### Extracted material

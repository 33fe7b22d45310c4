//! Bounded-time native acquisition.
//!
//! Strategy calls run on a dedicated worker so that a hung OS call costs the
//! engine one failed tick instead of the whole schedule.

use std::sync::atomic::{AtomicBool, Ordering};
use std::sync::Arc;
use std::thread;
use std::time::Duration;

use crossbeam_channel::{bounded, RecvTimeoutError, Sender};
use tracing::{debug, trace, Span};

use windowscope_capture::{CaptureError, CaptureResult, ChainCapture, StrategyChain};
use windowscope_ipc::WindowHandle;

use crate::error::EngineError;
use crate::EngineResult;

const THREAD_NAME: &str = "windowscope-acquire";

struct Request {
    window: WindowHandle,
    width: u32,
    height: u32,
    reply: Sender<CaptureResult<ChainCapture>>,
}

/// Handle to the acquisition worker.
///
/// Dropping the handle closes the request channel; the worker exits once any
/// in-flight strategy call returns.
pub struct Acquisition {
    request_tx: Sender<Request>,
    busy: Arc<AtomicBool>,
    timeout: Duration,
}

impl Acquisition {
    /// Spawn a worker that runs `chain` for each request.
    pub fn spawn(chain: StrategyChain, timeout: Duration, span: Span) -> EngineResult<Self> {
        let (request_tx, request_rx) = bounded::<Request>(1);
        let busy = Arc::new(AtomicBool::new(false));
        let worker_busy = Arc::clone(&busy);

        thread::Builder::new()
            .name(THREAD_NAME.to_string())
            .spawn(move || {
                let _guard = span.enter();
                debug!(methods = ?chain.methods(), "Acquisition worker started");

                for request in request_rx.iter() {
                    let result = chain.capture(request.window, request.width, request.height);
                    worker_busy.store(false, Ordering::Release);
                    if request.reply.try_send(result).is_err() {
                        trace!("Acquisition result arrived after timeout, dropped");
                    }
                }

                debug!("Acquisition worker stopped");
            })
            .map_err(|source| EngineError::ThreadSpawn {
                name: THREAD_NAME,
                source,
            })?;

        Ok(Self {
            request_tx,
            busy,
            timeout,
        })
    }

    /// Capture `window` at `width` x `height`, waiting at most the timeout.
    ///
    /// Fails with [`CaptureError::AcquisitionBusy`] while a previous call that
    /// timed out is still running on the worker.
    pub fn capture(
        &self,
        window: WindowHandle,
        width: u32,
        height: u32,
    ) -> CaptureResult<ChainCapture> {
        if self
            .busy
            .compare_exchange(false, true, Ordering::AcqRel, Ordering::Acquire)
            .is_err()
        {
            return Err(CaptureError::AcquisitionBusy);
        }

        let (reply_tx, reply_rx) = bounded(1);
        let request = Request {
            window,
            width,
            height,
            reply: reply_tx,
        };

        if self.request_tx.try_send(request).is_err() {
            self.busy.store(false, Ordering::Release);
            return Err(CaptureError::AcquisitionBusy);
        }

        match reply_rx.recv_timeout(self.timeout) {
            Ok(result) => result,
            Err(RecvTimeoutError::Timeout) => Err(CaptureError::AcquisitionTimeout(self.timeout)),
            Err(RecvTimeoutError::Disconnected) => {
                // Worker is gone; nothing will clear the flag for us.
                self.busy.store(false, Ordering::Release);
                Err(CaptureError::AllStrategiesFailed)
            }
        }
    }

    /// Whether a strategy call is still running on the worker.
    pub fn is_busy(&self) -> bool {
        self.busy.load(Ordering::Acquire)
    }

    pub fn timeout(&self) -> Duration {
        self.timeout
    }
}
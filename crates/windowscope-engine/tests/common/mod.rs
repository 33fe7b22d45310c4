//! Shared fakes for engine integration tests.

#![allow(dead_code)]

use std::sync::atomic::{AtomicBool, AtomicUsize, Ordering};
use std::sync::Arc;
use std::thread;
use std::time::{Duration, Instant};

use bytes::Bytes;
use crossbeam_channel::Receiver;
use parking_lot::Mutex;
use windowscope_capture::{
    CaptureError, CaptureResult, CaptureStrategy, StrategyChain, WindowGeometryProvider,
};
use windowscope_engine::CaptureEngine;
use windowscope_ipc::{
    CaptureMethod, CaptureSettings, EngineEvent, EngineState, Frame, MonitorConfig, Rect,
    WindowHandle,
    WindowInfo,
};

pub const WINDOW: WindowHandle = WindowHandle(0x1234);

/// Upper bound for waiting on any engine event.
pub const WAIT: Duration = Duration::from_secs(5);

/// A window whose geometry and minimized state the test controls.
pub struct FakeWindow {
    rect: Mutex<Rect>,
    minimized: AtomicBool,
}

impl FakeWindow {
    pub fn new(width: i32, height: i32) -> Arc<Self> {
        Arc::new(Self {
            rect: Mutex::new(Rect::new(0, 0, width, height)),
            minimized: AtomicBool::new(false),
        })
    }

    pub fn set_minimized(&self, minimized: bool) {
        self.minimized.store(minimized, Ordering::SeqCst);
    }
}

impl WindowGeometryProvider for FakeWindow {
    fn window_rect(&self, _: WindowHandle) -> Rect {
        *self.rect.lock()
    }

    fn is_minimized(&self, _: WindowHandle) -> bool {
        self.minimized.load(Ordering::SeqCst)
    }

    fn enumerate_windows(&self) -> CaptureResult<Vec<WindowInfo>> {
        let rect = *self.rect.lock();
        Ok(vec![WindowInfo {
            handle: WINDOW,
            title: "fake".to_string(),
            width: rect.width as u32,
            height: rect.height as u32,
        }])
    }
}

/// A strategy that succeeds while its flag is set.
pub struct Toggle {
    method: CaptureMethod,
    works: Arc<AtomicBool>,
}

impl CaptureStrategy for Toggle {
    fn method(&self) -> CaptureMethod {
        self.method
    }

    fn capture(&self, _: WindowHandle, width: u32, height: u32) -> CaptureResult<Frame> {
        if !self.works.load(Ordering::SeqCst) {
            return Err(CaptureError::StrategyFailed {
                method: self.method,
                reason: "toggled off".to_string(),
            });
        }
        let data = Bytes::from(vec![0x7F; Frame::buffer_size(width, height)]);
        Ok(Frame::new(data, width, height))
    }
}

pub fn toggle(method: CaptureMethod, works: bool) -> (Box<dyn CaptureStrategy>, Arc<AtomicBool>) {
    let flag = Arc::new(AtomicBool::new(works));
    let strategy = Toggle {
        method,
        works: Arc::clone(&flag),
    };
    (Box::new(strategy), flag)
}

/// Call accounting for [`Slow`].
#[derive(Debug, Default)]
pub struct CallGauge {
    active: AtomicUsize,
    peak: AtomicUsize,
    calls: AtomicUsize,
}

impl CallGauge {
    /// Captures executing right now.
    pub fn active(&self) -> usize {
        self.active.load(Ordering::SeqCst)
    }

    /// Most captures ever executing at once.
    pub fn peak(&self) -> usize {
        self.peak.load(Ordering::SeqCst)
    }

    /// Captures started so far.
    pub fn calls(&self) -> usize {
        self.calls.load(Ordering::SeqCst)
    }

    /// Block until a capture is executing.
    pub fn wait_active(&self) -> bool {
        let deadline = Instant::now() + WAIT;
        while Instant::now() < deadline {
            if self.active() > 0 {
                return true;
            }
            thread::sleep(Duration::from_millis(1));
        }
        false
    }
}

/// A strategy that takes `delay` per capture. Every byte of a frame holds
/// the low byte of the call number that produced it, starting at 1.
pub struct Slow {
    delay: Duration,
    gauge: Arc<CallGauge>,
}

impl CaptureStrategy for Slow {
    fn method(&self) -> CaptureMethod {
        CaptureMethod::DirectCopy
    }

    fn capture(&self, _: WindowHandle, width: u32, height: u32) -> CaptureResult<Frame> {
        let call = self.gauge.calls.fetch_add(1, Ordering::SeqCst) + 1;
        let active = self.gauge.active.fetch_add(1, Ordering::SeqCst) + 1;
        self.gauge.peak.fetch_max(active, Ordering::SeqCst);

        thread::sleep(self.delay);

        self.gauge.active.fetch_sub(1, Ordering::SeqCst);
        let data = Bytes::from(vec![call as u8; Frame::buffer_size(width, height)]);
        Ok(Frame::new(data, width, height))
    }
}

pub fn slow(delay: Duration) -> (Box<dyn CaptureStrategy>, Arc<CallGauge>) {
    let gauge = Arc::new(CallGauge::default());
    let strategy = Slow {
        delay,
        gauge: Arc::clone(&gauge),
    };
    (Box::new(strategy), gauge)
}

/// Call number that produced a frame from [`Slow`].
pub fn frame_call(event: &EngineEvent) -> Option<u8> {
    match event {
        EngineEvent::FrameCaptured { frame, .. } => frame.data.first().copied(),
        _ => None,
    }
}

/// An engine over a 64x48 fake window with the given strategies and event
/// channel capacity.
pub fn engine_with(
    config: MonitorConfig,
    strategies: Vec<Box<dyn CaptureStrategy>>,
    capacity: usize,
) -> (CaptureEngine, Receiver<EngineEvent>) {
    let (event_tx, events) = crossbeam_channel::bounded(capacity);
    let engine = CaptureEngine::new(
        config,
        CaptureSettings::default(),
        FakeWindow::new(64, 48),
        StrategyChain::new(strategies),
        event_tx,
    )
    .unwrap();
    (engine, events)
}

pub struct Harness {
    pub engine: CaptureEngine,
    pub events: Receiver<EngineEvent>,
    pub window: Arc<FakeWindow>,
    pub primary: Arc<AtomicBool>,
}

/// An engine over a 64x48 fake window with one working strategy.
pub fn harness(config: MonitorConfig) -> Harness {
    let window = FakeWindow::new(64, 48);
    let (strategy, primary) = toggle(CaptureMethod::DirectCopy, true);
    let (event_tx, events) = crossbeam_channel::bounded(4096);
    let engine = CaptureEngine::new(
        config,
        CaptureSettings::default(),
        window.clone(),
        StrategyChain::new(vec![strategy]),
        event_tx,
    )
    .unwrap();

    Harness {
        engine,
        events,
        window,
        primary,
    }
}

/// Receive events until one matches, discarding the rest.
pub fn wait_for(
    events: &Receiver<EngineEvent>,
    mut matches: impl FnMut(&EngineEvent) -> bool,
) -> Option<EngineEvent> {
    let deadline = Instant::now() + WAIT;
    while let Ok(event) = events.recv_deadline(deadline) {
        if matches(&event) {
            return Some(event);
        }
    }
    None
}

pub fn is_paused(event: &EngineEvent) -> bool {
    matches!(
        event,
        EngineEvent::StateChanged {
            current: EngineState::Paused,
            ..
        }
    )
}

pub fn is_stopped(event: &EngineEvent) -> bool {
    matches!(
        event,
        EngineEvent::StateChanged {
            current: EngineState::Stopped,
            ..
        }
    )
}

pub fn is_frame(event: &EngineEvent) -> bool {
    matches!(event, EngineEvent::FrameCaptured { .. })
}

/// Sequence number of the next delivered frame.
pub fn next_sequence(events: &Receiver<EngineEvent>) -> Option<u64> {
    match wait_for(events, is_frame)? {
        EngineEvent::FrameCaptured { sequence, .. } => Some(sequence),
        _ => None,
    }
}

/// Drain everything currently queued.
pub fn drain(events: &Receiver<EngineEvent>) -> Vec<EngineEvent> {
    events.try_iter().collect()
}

### About this task
Search the listing above for "ChainCapture" and copy every line that has it.

### Task response
use windowscope_capture::{CaptureError, CaptureResult, ChainCapture, StrategyChain};
    reply: Sender<CaptureResult<ChainCapture>>,
    ) -> CaptureResult<ChainCapture> {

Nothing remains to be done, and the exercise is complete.